Characterization and Learning of Causal Graphs from Hard Interventions (2505.01037v1)

Published 2 May 2025 in stat.ML and cs.LG

Abstract: A fundamental challenge in the empirical sciences involves uncovering causal structure through observation and experimentation. Causal discovery entails linking the conditional independence (CI) invariances in observational data to their corresponding graphical constraints via d-separation. In this paper, we consider a general setting where we have access to data from multiple experimental distributions resulting from hard interventions, as well as potentially from an observational distribution. By comparing different interventional distributions, we propose a set of graphical constraints that are fundamentally linked to Pearl's do-calculus within the framework of hard interventions. These graphical constraints associate each graphical structure with a set of interventional distributions that are consistent with the rules of do-calculus. We characterize the interventional equivalence class of causal graphs with latent variables and introduce a graphical representation that can be used to determine whether two causal graphs are interventionally equivalent, i.e., whether they are associated with the same family of hard interventional distributions, where the elements of the family are indistinguishable using the invariances from do-calculus. We also propose a learning algorithm to integrate multiple datasets from hard interventions, introducing new orientation rules. The learning objective is a tuple of augmented graphs which entails a set of causal graphs. We also prove the soundness of the proposed algorithm.

Summary

The paper introduces a novel framework leveraging hard interventions and generalized do-constraints to accurately uncover causal structures with latent confounders.
It establishes augmented pair graphs and twin augmented MAGs as key tools for determining I-Markov equivalence under hard interventions.
The proposed FCI-inspired algorithm efficiently learns graph structure through conditional independence tests within domains and equality tests across interventional data.

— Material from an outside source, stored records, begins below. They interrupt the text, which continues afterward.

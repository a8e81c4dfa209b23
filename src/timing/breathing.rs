//! Named breathing patterns for guided breathwork.

use crate::models::BreathPattern;

/// The default pattern when a structure does not recommend one.
pub const NATURAL_PATTERN: BreathPattern = BreathPattern {
    inhale_seconds: 4.0,
    hold_seconds: 0.0,
    exhale_seconds: 6.0,
    rest_seconds: 2.0,
};

/// Look up a pattern by its conventional name.
///
/// Recognized names: `4-7-8`, `box`, `natural`, `calm`.
pub fn named_pattern(name: &str) -> Option<BreathPattern> {
    match name {
        "4-7-8" => Some(BreathPattern {
            inhale_seconds: 4.0,
            hold_seconds: 7.0,
            exhale_seconds: 8.0,
            rest_seconds: 2.0,
        }),
        "box" => Some(BreathPattern {
            inhale_seconds: 4.0,
            hold_seconds: 4.0,
            exhale_seconds: 4.0,
            rest_seconds: 4.0,
        }),
        "natural" => Some(NATURAL_PATTERN),
        "calm" => Some(BreathPattern {
            inhale_seconds: 3.0,
            hold_seconds: 0.0,
            exhale_seconds: 5.0,
            rest_seconds: 2.0,
        }),
        _ => None,
    }
}

/// How many full cycles of `pattern` fit into a window of `window_seconds`.
pub fn fit_cycles(pattern: &BreathPattern, window_seconds: f64) -> u32 {
    let cycle = pattern.cycle_seconds();
    if cycle <= 0.0 || window_seconds <= 0.0 {
        return 0;
    }
    (window_seconds / cycle).floor() as u32
}

/// Human-readable instruction line for a repeated pattern.
pub fn describe_pattern(pattern: &BreathPattern, cycles: u32) -> String {
    format!(
        "Repeat {} times: Inhale {}s, Hold {}s, Exhale {}s, Rest {}s",
        cycles,
        pattern.inhale_seconds,
        pattern.hold_seconds,
        pattern.exhale_seconds,
        pattern.rest_seconds
    )
}

#[cfg(test)]
mod tests {
    use super::*;

    #[test]
    fn test_named_patterns() {
        let relax = named_pattern("4-7-8").unwrap();
        assert_eq!(relax.cycle_seconds(), 21.0);
        assert!(named_pattern("ujjayi").is_none());
    }

    #[test]
    fn test_fit_cycles_floors() {
        let pattern = named_pattern("box").unwrap();
        assert_eq!(fit_cycles(&pattern, 60.0), 3);
        assert_eq!(fit_cycles(&pattern, 15.0), 0);
    }

    #[test]
    fn test_describe_pattern() {
        let line = describe_pattern(&NATURAL_PATTERN, 3);
        assert_eq!(line, "Repeat 3 times: Inhale 4s, Hold 0s, Exhale 6s, Rest 2s");
    }
}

The paper "Characterization and Learning of Causal Graphs from Hard Interventions" (2505.01037) addresses the fundamental problem of discovering the underlying causal structure of a system using experimental data, specifically focusing on hard interventions. Unlike soft interventions, which modify causal mechanisms, hard interventions fix a variable's value, effectively breaking its incoming causal links. The authors argue that hard interventions can be more informative for causal discovery, particularly in the presence of latent variables (unobserved confounders), compared to soft interventions.

The core contribution lies in developing a framework to leverage multiple hard interventional datasets, potentially combined with observational data, to learn causal graphs with latent variables. Prior work on interventional causal discovery often focused on settings with causal sufficiency (no latents) or soft interventions, leaving the comprehensive use of hard interventions in the latent variable setting underexplored.

The paper's approach is built upon a generalization of Pearl's do-calculus [pearl1995causal]. While standard do-calculus provides rules to infer properties of interventional distributions from a causal graph, the authors propose using the converse of these rules to infer graphical structure from observed invariances (equalities) or differences (inequalities) across different distributions (observational and various hard interventional). This leads to a new set of "do-constraints" that link distributional properties to specific graphical features like open backdoor paths.

To represent the causal graphs and test these new constraints, the authors introduce augmented graph structures:

Augmented Pair Graph: For any pair of interventions $I$ and $J$ , an augmented graph is constructed by taking two copies of the observable variables ( $V^{(I)}$ and $V^{(J)}$ ), adding edges corresponding to the original graph with interventions $do(I)$ and $do(J)$ applied (removing incoming edges to $I$ and $J$ ), and introducing an auxiliary F-node connected to variables in the symmetric difference $I \Delta J$ . This structure allows m-separation statements in the augmented graph to represent the distributional invariances tested by the generalized do-calculus rules (Proposition 1).
Twin Augmented MAG: Derived from the Maximal Ancestral Graph (MAG) of the Augmented Pair Graph, the Twin Augmented MAG symmetrizes the adjacencies between the F-node and the variable copies ( $V^{(I)}, V^{(J)}$ ). This novel graphical object is proven to provide a necessary and sufficient condition for two causal graphs (with latents) to be I-Markov equivalent under a given set of hard interventions (Theorem 1). Two graphs are I-Markov equivalent if they entail the same set of hard interventional distributions that satisfy the proposed I-Markov property (Definition 1, based on generalized do-calculus).
I-augmented MAG Tuple: To provide a more compact and unified representation of the equivalence class across all interventions, the authors propose the I-augmented MAG tuple. This tuple contains one graph ( $Aug_I(D, I)$ ) for each intervention target $I$ in the set $\mathcal{I}$ . Each $Aug_I(D, I)$ focuses on the graph structure under $do(I)$ and includes F-nodes connecting to other domains $J \in \mathcal{I} \setminus \{I\}$ . The I-Markov equivalence of two graphs is shown to be equivalent to the pairwise graphical equivalence of their corresponding I-augmented MAG tuples (Proposition 2). This tuple serves as the target structure for the learning algorithm.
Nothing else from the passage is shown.